**What the exercise asks:** From the opening line of the records through the line bearing "impl Strategy for", set down every line exactly.
Start of Input records
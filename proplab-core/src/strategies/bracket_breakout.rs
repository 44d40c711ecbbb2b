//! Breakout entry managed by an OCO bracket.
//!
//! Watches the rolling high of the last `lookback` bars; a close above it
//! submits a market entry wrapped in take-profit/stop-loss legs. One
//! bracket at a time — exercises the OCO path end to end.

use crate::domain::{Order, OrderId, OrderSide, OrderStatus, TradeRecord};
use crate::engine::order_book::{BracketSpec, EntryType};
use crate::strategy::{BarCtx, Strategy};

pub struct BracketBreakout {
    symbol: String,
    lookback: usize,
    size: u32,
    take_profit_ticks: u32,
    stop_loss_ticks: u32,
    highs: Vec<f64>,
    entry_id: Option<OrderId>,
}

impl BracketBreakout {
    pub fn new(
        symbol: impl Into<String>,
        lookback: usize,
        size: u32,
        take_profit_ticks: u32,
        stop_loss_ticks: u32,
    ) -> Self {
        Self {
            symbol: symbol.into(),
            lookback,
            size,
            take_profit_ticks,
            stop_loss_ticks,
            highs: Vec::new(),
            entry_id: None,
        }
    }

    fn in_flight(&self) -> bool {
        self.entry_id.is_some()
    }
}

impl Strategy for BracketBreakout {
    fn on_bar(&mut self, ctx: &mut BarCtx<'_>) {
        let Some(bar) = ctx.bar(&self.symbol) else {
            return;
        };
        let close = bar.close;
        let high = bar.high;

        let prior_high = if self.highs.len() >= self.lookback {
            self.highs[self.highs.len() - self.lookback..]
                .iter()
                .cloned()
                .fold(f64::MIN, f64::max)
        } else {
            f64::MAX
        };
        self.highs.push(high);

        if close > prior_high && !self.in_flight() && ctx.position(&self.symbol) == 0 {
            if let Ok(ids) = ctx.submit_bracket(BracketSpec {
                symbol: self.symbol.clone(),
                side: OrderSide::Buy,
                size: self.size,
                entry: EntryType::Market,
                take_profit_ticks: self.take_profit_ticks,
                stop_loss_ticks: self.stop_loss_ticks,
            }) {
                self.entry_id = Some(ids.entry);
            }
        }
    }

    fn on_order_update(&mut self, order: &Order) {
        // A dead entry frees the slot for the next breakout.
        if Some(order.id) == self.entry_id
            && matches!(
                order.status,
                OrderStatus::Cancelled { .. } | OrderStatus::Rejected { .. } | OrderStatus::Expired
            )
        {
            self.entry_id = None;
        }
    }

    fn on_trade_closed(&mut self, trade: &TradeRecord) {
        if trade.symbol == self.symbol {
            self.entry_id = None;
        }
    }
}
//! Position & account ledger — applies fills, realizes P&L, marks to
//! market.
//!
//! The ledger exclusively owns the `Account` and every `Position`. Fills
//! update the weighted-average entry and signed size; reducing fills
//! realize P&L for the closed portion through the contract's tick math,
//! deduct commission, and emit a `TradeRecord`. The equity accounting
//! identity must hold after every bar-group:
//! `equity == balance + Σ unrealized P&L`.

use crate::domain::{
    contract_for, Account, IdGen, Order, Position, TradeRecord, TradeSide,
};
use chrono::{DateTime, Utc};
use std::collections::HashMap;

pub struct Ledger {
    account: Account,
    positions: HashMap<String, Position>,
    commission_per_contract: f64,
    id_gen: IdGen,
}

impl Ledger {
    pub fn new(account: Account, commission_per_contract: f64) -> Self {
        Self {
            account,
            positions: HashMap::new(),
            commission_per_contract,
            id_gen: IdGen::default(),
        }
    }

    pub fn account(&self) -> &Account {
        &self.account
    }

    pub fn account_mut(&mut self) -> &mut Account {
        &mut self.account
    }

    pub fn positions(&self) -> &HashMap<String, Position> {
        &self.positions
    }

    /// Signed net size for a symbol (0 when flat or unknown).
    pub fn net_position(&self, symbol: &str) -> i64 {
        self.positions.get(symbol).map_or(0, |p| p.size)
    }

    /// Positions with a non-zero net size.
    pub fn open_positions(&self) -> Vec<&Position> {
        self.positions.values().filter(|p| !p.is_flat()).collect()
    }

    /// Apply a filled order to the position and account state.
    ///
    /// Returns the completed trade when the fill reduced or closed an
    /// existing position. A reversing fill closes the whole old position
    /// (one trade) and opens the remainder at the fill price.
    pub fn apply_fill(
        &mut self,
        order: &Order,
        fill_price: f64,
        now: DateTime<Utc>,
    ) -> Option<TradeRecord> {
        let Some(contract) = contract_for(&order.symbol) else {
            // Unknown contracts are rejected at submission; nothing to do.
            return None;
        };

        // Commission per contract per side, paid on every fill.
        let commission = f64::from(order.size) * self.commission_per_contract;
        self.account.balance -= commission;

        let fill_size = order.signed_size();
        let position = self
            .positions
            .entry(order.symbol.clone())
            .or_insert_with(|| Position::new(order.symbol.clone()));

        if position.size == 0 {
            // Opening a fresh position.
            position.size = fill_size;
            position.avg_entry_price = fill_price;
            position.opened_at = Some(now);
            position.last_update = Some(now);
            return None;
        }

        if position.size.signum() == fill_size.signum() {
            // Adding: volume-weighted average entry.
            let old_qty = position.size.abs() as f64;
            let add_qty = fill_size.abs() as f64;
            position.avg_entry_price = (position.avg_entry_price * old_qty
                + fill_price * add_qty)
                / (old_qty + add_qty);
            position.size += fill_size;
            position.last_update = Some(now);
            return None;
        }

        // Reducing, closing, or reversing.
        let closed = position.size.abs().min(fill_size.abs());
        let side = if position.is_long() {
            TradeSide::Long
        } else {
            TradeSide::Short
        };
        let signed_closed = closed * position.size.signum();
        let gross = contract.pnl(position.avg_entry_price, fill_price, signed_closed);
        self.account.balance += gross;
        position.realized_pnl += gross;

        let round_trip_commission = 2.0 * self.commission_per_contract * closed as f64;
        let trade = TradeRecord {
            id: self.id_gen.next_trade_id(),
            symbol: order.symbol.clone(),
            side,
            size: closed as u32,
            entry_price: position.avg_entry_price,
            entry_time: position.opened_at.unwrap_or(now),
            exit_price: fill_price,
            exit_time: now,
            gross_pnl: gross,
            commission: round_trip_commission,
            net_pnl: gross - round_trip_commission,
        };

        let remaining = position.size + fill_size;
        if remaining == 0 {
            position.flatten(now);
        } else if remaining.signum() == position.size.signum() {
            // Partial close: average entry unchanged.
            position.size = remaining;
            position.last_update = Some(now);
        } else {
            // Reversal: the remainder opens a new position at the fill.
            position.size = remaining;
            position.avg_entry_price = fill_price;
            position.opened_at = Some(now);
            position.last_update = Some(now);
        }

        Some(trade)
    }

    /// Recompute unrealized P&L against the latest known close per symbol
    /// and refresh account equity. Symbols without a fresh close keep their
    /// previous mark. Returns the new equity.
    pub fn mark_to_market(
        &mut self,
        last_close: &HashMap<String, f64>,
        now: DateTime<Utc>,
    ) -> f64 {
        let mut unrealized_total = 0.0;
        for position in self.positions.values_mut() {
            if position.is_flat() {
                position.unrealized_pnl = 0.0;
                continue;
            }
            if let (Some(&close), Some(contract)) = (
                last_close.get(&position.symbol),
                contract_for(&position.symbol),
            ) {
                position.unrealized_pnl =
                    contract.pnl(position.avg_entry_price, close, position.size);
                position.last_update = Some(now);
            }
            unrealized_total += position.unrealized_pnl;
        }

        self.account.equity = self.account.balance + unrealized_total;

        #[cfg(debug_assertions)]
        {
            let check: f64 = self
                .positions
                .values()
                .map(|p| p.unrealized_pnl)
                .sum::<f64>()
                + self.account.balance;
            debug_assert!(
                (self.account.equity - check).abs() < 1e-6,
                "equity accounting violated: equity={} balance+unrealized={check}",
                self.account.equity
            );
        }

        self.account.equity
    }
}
End of Input records
**Response:**
filename proplab-core/src/strategies/bracket_breakout.rs
repository 44d40c711ecbbb2b
//! Breakout entry managed by an OCO bracket.
//!
//! Watches the rolling high of the last `lookback` bars; a close above it
//! submits a market entry wrapped in take-profit/stop-loss legs. One
//! bracket at a time — exercises the OCO path end to end.

use crate::domain::{Order, OrderId, OrderSide, OrderStatus, TradeRecord};
use crate::engine::order_book::{BracketSpec, EntryType};
use crate::strategy::{BarCtx, Strategy};

pub struct BracketBreakout {
    symbol: String,
    lookback: usize,
    size: u32,
    take_profit_ticks: u32,
    stop_loss_ticks: u32,
    highs: Vec<f64>,
    entry_id: Option<OrderId>,
}

impl BracketBreakout {
    pub fn new(
        symbol: impl Into<String>,
        lookback: usize,
        size: u32,
        take_profit_ticks: u32,
        stop_loss_ticks: u32,
    ) -> Self {
        Self {
            symbol: symbol.into(),
            lookback,
            size,
            take_profit_ticks,
            stop_loss_ticks,
            highs: Vec::new(),
            entry_id: None,
        }
    }

    fn in_flight(&self) -> bool {
        self.entry_id.is_some()
    }
}

impl Strategy for BracketBreakout {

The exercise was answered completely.